**YOUR INSTRUCTIONS**
Please give back only the lines below from the one containing "use std::sync::Arc;" to the one containing "trust settings the", each repeated word for word, both ends included.

Stored data entries:
# # # # #

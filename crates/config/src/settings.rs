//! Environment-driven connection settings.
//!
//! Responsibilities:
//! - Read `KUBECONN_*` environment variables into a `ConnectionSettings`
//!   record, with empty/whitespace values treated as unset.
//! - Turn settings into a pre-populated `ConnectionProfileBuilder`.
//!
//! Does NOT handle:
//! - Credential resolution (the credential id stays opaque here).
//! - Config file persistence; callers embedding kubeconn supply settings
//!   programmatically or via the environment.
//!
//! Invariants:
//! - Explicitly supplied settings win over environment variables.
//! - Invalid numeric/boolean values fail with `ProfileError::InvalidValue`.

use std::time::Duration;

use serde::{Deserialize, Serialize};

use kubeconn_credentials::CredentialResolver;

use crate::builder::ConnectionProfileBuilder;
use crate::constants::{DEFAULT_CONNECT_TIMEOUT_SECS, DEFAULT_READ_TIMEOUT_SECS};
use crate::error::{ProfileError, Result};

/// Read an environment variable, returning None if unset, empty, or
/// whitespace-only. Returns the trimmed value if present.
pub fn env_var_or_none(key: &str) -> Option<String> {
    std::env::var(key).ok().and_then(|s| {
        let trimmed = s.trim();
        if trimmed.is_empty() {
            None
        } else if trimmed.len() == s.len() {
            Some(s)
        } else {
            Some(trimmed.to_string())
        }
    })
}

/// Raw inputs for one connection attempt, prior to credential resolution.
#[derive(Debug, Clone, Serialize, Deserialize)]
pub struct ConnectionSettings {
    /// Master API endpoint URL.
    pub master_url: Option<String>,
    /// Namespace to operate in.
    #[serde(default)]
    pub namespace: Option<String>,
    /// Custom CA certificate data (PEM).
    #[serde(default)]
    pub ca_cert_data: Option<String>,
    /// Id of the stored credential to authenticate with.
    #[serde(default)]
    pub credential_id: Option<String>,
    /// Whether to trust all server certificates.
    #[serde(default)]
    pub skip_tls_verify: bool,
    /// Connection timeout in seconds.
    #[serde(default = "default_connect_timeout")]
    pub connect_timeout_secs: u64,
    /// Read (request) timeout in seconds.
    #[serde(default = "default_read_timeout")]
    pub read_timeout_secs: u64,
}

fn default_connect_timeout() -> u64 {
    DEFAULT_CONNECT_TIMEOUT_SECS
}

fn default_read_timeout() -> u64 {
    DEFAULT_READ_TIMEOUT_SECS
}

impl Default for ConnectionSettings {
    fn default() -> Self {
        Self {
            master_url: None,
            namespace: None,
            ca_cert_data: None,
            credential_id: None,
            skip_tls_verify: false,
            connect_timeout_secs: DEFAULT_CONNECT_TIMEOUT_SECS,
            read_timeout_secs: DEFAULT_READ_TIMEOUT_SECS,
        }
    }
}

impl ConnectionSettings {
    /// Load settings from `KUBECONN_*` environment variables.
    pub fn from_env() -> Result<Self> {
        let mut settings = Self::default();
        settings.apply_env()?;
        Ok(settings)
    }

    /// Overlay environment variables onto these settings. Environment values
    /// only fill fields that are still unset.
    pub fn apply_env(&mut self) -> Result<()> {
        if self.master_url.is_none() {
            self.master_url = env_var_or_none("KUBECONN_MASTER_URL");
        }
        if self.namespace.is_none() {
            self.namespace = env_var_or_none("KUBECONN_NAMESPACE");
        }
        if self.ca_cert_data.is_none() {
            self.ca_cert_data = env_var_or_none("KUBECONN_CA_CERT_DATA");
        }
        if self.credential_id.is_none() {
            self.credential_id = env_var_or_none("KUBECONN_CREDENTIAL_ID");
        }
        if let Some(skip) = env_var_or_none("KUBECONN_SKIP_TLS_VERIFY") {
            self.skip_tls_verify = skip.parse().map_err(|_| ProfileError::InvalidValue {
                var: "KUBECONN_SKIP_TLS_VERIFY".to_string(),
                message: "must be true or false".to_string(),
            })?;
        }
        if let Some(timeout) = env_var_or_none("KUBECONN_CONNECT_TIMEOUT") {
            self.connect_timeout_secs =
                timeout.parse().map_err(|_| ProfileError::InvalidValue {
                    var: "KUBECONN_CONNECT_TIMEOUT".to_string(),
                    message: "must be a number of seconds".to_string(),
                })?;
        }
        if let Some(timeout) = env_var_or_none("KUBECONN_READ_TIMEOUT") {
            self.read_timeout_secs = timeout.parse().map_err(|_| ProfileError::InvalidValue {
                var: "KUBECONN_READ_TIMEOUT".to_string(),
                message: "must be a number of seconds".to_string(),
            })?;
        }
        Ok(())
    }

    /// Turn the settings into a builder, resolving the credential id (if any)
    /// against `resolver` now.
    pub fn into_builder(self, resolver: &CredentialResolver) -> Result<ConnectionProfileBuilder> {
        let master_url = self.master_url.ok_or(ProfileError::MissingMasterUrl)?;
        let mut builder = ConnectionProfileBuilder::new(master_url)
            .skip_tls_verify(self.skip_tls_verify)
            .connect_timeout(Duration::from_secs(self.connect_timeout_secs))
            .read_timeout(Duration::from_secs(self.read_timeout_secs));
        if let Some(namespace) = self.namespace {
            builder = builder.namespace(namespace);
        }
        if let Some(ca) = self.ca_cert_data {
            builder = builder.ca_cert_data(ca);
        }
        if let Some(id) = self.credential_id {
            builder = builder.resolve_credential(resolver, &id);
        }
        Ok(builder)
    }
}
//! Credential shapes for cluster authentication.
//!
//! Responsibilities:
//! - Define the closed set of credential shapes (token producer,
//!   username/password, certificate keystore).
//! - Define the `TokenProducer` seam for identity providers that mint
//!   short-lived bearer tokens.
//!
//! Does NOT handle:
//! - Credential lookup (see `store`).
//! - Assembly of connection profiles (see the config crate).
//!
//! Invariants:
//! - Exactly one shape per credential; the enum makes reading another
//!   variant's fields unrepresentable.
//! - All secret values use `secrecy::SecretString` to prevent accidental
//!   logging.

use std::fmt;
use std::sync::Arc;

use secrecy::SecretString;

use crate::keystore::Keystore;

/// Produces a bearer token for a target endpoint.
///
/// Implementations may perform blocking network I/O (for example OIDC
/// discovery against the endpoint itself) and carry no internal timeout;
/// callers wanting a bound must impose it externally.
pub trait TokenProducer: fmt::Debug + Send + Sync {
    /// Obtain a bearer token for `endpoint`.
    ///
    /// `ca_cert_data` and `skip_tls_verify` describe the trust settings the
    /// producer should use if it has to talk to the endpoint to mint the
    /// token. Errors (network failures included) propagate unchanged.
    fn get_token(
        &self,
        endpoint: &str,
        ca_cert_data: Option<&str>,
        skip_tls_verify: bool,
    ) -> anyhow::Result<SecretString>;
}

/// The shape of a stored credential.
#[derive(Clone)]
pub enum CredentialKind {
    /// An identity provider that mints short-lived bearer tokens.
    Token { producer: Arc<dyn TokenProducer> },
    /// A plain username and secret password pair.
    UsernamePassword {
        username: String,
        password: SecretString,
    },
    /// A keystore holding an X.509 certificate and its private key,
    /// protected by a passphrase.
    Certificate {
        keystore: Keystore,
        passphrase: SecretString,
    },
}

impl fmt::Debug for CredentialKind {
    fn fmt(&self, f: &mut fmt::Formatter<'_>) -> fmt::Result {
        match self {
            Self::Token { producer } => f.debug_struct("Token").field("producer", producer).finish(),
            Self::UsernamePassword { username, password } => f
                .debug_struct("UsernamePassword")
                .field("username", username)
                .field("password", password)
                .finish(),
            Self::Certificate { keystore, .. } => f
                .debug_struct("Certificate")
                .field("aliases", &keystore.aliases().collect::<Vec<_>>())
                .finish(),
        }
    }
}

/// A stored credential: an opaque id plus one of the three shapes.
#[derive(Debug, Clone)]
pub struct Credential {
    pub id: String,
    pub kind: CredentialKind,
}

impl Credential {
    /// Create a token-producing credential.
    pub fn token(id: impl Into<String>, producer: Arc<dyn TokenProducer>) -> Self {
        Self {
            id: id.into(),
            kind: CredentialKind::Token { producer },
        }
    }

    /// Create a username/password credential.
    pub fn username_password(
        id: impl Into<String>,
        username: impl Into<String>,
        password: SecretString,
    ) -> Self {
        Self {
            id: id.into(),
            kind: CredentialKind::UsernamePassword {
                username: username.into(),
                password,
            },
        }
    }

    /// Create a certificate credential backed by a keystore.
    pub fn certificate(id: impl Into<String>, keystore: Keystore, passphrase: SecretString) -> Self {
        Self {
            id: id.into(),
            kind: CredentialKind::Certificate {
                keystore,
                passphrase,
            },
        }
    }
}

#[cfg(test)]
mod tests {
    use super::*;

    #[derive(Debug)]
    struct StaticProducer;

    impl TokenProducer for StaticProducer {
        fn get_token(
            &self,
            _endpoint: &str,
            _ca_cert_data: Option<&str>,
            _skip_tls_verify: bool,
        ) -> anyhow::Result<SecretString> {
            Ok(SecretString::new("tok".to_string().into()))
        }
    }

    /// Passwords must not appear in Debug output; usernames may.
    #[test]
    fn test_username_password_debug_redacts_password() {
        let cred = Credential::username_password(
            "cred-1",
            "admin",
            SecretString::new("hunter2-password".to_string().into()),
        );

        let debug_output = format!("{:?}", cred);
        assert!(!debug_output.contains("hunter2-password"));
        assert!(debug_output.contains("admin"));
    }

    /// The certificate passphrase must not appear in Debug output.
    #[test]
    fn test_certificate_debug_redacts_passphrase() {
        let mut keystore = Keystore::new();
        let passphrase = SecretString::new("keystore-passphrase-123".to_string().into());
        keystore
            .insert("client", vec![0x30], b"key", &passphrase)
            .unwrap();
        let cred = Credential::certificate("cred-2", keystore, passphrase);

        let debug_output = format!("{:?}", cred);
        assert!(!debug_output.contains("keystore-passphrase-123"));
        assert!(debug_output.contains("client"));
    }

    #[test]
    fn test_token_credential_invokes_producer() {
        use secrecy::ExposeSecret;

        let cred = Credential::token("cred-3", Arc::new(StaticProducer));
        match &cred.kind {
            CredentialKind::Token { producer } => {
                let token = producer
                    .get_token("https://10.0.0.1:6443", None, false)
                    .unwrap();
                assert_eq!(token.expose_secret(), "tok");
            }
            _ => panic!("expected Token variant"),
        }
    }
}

# # # # #

**TASK OUTPUT**
use std::sync::Arc;

use secrecy::SecretString;

use crate::keystore::Keystore;

/// Produces a bearer token for a target endpoint.
///
/// Implementations may perform blocking network I/O (for example OIDC
/// discovery against the endpoint itself) and carry no internal timeout;
/// callers wanting a bound must impose it externally.
pub trait TokenProducer: fmt::Debug + Send + Sync {
    /// Obtain a bearer token for `endpoint`.
    ///
    /// `ca_cert_data` and `skip_tls_verify` describe the trust settings the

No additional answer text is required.